==== DATA SUPPLIED

//! Samples and their measurements.
//!
//! A sample is one physical sampling event identified by its grouping key
//! `(date, shift, line, product, kind, sequence)`. It owns at most one
//! measurement per property; the measurements are child rows, never folded
//! into the sample.

use std::fmt;

use chrono::{DateTime, NaiveDate, Utc};
use serde::{Deserialize, Serialize};
use strum::{Display, EnumString};
use uuid::Uuid;

use crate::{Error, Result, value::MeasuredValue, verdict::Verdict};

/// Plant policy: at most three pointwise samples per shift and line.
pub const POINTWISE_MAX_SEQUENCE: u32 = 3;

// ─── Kind and state ──────────────────────────────────────────────────────────

#[derive(
  Debug,
  Clone,
  Copy,
  PartialEq,
  Eq,
  Hash,
  PartialOrd,
  Ord,
  Serialize,
  Deserialize,
  Display,
  EnumString,
)]
#[serde(rename_all = "SCREAMING_SNAKE_CASE")]
#[strum(serialize_all = "SCREAMING_SNAKE_CASE", ascii_case_insensitive)]
pub enum AnalysisKind {
  /// Taken directly from the production flow.
  Pointwise,
  /// A 12-hour aggregate.
  Composite,
}

impl AnalysisKind {
  /// Check a caller-supplied sequence number. Pointwise samples must carry
  /// one in `1..=3`; composite samples may omit it to have one allocated.
  pub fn check_sequence(self, sequence: Option<u32>) -> Result<Option<u32>> {
    let invalid = |reason: &str| Error::InvalidSample {
      field:  "sequence".into(),
      reason: reason.into(),
    };
    match (self, sequence) {
      (_, Some(0)) => Err(invalid("sequence starts at 1")),
      (Self::Pointwise, None) => {
        Err(invalid("pointwise samples require a sequence"))
      }
      (Self::Pointwise, Some(n)) if n > POINTWISE_MAX_SEQUENCE => Err(invalid(
        &format!("pointwise sequence must be 1..={POINTWISE_MAX_SEQUENCE}"),
      )),
      (_, seq) => Ok(seq),
    }
  }
}

#[derive(
  Debug, Clone, Copy, PartialEq, Eq, Serialize, Deserialize, Display, EnumString,
)]
#[serde(rename_all = "SCREAMING_SNAKE_CASE")]
#[strum(serialize_all = "SCREAMING_SNAKE_CASE")]
pub enum SampleState {
  /// Created, verdict not yet stamped.
  Draft,
  /// Verdict stamped by the aggregator; reflects the current measurements.
  Sealed,
}

// ─── Key ─────────────────────────────────────────────────────────────────────

/// The grouping key; unique across samples.
#[derive(Debug, Clone, PartialEq, Eq, Hash, Serialize, Deserialize)]
pub struct SampleKey {
  pub date:     NaiveDate,
  pub shift:    String,
  pub line:     String,
  pub product:  String,
  pub kind:     AnalysisKind,
  pub sequence: u32,
}

impl fmt::Display for SampleKey {
  fn fmt(&self, f: &mut fmt::Formatter<'_>) -> fmt::Result {
    write!(
      f,
      "{}/{}/{}/{}/{}/{}",
      self.date, self.shift, self.line, self.product, self.kind, self.sequence
    )
  }
}

// ─── Entities ────────────────────────────────────────────────────────────────

#[derive(Debug, Clone, PartialEq, Serialize, Deserialize)]
pub struct Sample {
  pub sample_id:    Uuid,
  #[serde(flatten)]
  pub key:          SampleKey,
  /// Declared sampling instant; specifications are evaluated at this time.
  pub sample_time:  DateTime<Utc>,
  pub operator:     String,
  pub observations: Option<String>,
  pub state:        SampleState,
  pub verdict:      Verdict,
  /// Non-empty and carrying every property required for its kind.
  pub complete:     bool,
  pub created_at:   DateTime<Utc>,
  pub updated_at:   DateTime<Utc>,
  pub sealed_at:    Option<DateTime<Utc>>,
}

impl Sample {
  pub fn is_sealed(&self) -> bool { self.state == SampleState::Sealed }
}

#[derive(Debug, Clone, PartialEq, Serialize, Deserialize)]
pub struct Measurement {
  pub measurement_id: Uuid,
  pub sample_id:      Uuid,
  pub property:       String,
  pub value:          MeasuredValue,
  /// Overrides the property's unit when set.
  pub unit:           Option<String>,
  pub classification: Verdict,
  pub unspecified:    bool,
  /// The specification the classification was computed against.
  pub spec_id:        Option<Uuid>,
  pub recorded_at:    DateTime<Utc>,
}

/// A sample together with its measurements, ordered by property code.
#[derive(Debug, Clone, PartialEq, Serialize, Deserialize)]
pub struct SampleView {
  pub sample:       Sample,
  pub measurements: Vec<Measurement>,
}

impl SampleView {
  pub fn measurement(&self, property: &str) -> Option<&Measurement> {
    self.measurements.iter().find(|m| m.property == property)
  }
}

// ─── Inputs ──────────────────────────────────────────────────────────────────

/// Input to [`crate::store::QcStore::create_sample`].
#[derive(Debug, Clone, Serialize, Deserialize)]
pub struct NewSample {
  pub date:         NaiveDate,
  pub shift:        String,
  pub line:         String,
  pub product:      String,
  pub kind:         AnalysisKind,
  /// Allocated by the store for composite samples when omitted.
  #[serde(default)]
  pub sequence:     Option<u32>,
  /// Defaults to the shift start on `date` in the plant's time zone.
  #[serde(default)]
  pub sample_time:  Option<DateTime<Utc>>,
  #[serde(default)]
  pub operator:     String,
  #[serde(default)]
  pub observations: Option<String>,
}

/// A raw measurement as entered; parsed at the property's data type by the
/// store.
#[derive(Debug, Clone, PartialEq, Eq, Serialize, Deserialize)]
pub struct NewMeasurement {
  pub property: String,
  pub value:    String,
  #[serde(default)]
  pub unit:     Option<String>,
}

// ─── Filter ──────────────────────────────────────────────────────────────────

/// Parameters for [`crate::store::QcStore::list_samples`]. Dates are a
/// half-open window `[date_from, date_to)` over the declared sample date.
#[derive(Debug, Clone, Default, Serialize, Deserialize)]
pub struct SampleFilter {
  pub date_from: Option<NaiveDate>,
  pub date_to:   Option<NaiveDate>,
  pub line:      Option<String>,
  pub product:   Option<String>,
  pub shift:     Option<String>,
  pub kind:      Option<AnalysisKind>,
  pub verdict:   Option<Verdict>,
  pub limit:     Option<usize>,
  pub offset:    Option<usize>,
}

========

▶ PROBLEM REQUIREMENTS
Transcribe every entry exactly as it reads.

▶ EXERCISE SOLUTION
//! Samples and their measurements.
//!
//! A sample is one physical sampling event identified by its grouping key
//! `(date, shift, line, product, kind, sequence)`. It owns at most one
//! measurement per property; the measurements are child rows, never folded
//! into the sample.

use std::fmt;

use chrono::{DateTime, NaiveDate, Utc};
use serde::{Deserialize, Serialize};
use strum::{Display, EnumString};
use uuid::Uuid;

use crate::{Error, Result, value::MeasuredValue, verdict::Verdict};

/// Plant policy: at most three pointwise samples per shift and line.
pub const POINTWISE_MAX_SEQUENCE: u32 = 3;

// ─── Kind and state ──────────────────────────────────────────────────────────

#[derive(
  Debug,
  Clone,
  Copy,
  PartialEq,
  Eq,
  Hash,
  PartialOrd,
  Ord,
  Serialize,
  Deserialize,
  Display,
  EnumString,
)]
#[serde(rename_all = "SCREAMING_SNAKE_CASE")]
#[strum(serialize_all = "SCREAMING_SNAKE_CASE", ascii_case_insensitive)]
pub enum AnalysisKind {
  /// Taken directly from the production flow.
  Pointwise,
  /// A 12-hour aggregate.
  Composite,
}

impl AnalysisKind {
  /// Check a caller-supplied sequence number. Pointwise samples must carry
  /// one in `1..=3`; composite samples may omit it to have one allocated.
  pub fn check_sequence(self, sequence: Option<u32>) -> Result<Option<u32>> {
    let invalid = |reason: &str| Error::InvalidSample {
      field:  "sequence".into(),
      reason: reason.into(),
    };
    match (self, sequence) {
      (_, Some(0)) => Err(invalid("sequence starts at 1")),
      (Self::Pointwise, None) => {
        Err(invalid("pointwise samples require a sequence"))
      }
      (Self::Pointwise, Some(n)) if n > POINTWISE_MAX_SEQUENCE => Err(invalid(
        &format!("pointwise sequence must be 1..={POINTWISE_MAX_SEQUENCE}"),
      )),
      (_, seq) => Ok(seq),
    }
  }
}

#[derive(
  Debug, Clone, Copy, PartialEq, Eq, Serialize, Deserialize, Display, EnumString,
)]
#[serde(rename_all = "SCREAMING_SNAKE_CASE")]
#[strum(serialize_all = "SCREAMING_SNAKE_CASE")]
pub enum SampleState {
  /// Created, verdict not yet stamped.
  Draft,
  /// Verdict stamped by the aggregator; reflects the current measurements.
  Sealed,
}

// ─── Key ─────────────────────────────────────────────────────────────────────

/// The grouping key; unique across samples.
#[derive(Debug, Clone, PartialEq, Eq, Hash, Serialize, Deserialize)]
pub struct SampleKey {
  pub date:     NaiveDate,
  pub shift:    String,
  pub line:     String,
  pub product:  String,
  pub kind:     AnalysisKind,
  pub sequence: u32,
}

impl fmt::Display for SampleKey {
  fn fmt(&self, f: &mut fmt::Formatter<'_>) -> fmt::Result {
    write!(
      f,
      "{}/{}/{}/{}/{}/{}",
      self.date, self.shift, self.line, self.product, self.kind, self.sequence
    )
  }
}

// ─── Entities ────────────────────────────────────────────────────────────────

#[derive(Debug, Clone, PartialEq, Serialize, Deserialize)]
pub struct Sample {
  pub sample_id:    Uuid,
  #[serde(flatten)]
  pub key:          SampleKey,
  /// Declared sampling instant; specifications are evaluated at this time.
  pub sample_time:  DateTime<Utc>,
  pub operator:     String,
  pub observations: Option<String>,
  pub state:        SampleState,
  pub verdict:      Verdict,
  /// Non-empty and carrying every property required for its kind.
  pub complete:     bool,
  pub created_at:   DateTime<Utc>,
  pub updated_at:   DateTime<Utc>,
  pub sealed_at:    Option<DateTime<Utc>>,
}

impl Sample {
  pub fn is_sealed(&self) -> bool { self.state == SampleState::Sealed }
}

#[derive(Debug, Clone, PartialEq, Serialize, Deserialize)]
pub struct Measurement {
  pub measurement_id: Uuid,
  pub sample_id:      Uuid,
  pub property:       String,
  pub value:          MeasuredValue,
  /// Overrides the property's unit when set.
  pub unit:           Option<String>,
  pub classification: Verdict,
  pub unspecified:    bool,
  /// The specification the classification was computed against.
  pub spec_id:        Option<Uuid>,
  pub recorded_at:    DateTime<Utc>,
}

/// A sample together with its measurements, ordered by property code.
#[derive(Debug, Clone, PartialEq, Serialize, Deserialize)]
pub struct SampleView {
  pub sample:       Sample,
  pub measurements: Vec<Measurement>,
}

impl SampleView {
  pub fn measurement(&self, property: &str) -> Option<&Measurement> {
    self.measurements.iter().find(|m| m.property == property)
  }
}

// ─── Inputs ──────────────────────────────────────────────────────────────────

/// Input to [`crate::store::QcStore::create_sample`].
#[derive(Debug, Clone, Serialize, Deserialize)]
pub struct NewSample {
  pub date:         NaiveDate,
  pub shift:        String,
  pub line:         String,
  pub product:      String,
  pub kind:         AnalysisKind,
  /// Allocated by the store for composite samples when omitted.
  #[serde(default)]
  pub sequence:     Option<u32>,
  /// Defaults to the shift start on `date` in the plant's time zone.
  #[serde(default)]
  pub sample_time:  Option<DateTime<Utc>>,
  #[serde(default)]
  pub operator:     String,
  #[serde(default)]
  pub observations: Option<String>,
}

/// A raw measurement as entered; parsed at the property's data type by the
/// store.
#[derive(Debug, Clone, PartialEq, Eq, Serialize, Deserialize)]
pub struct NewMeasurement {
  pub property: String,
  pub value:    String,
  #[serde(default)]
  pub unit:     Option<String>,
}

// ─── Filter ──────────────────────────────────────────────────────────────────

/// Parameters for [`crate::store::QcStore::list_samples`]. Dates are a
/// half-open window `[date_from, date_to)` over the declared sample date.
#[derive(Debug, Clone, Default, Serialize, Deserialize)]
pub struct SampleFilter {
  pub date_from: Option<NaiveDate>,
  pub date_to:   Option<NaiveDate>,
  pub line:      Option<String>,
  pub product:   Option<String>,
  pub shift:     Option<String>,
  pub kind:      Option<AnalysisKind>,
  pub verdict:   Option<Verdict>,
  pub limit:     Option<usize>,
  pub offset:    Option<usize>,
}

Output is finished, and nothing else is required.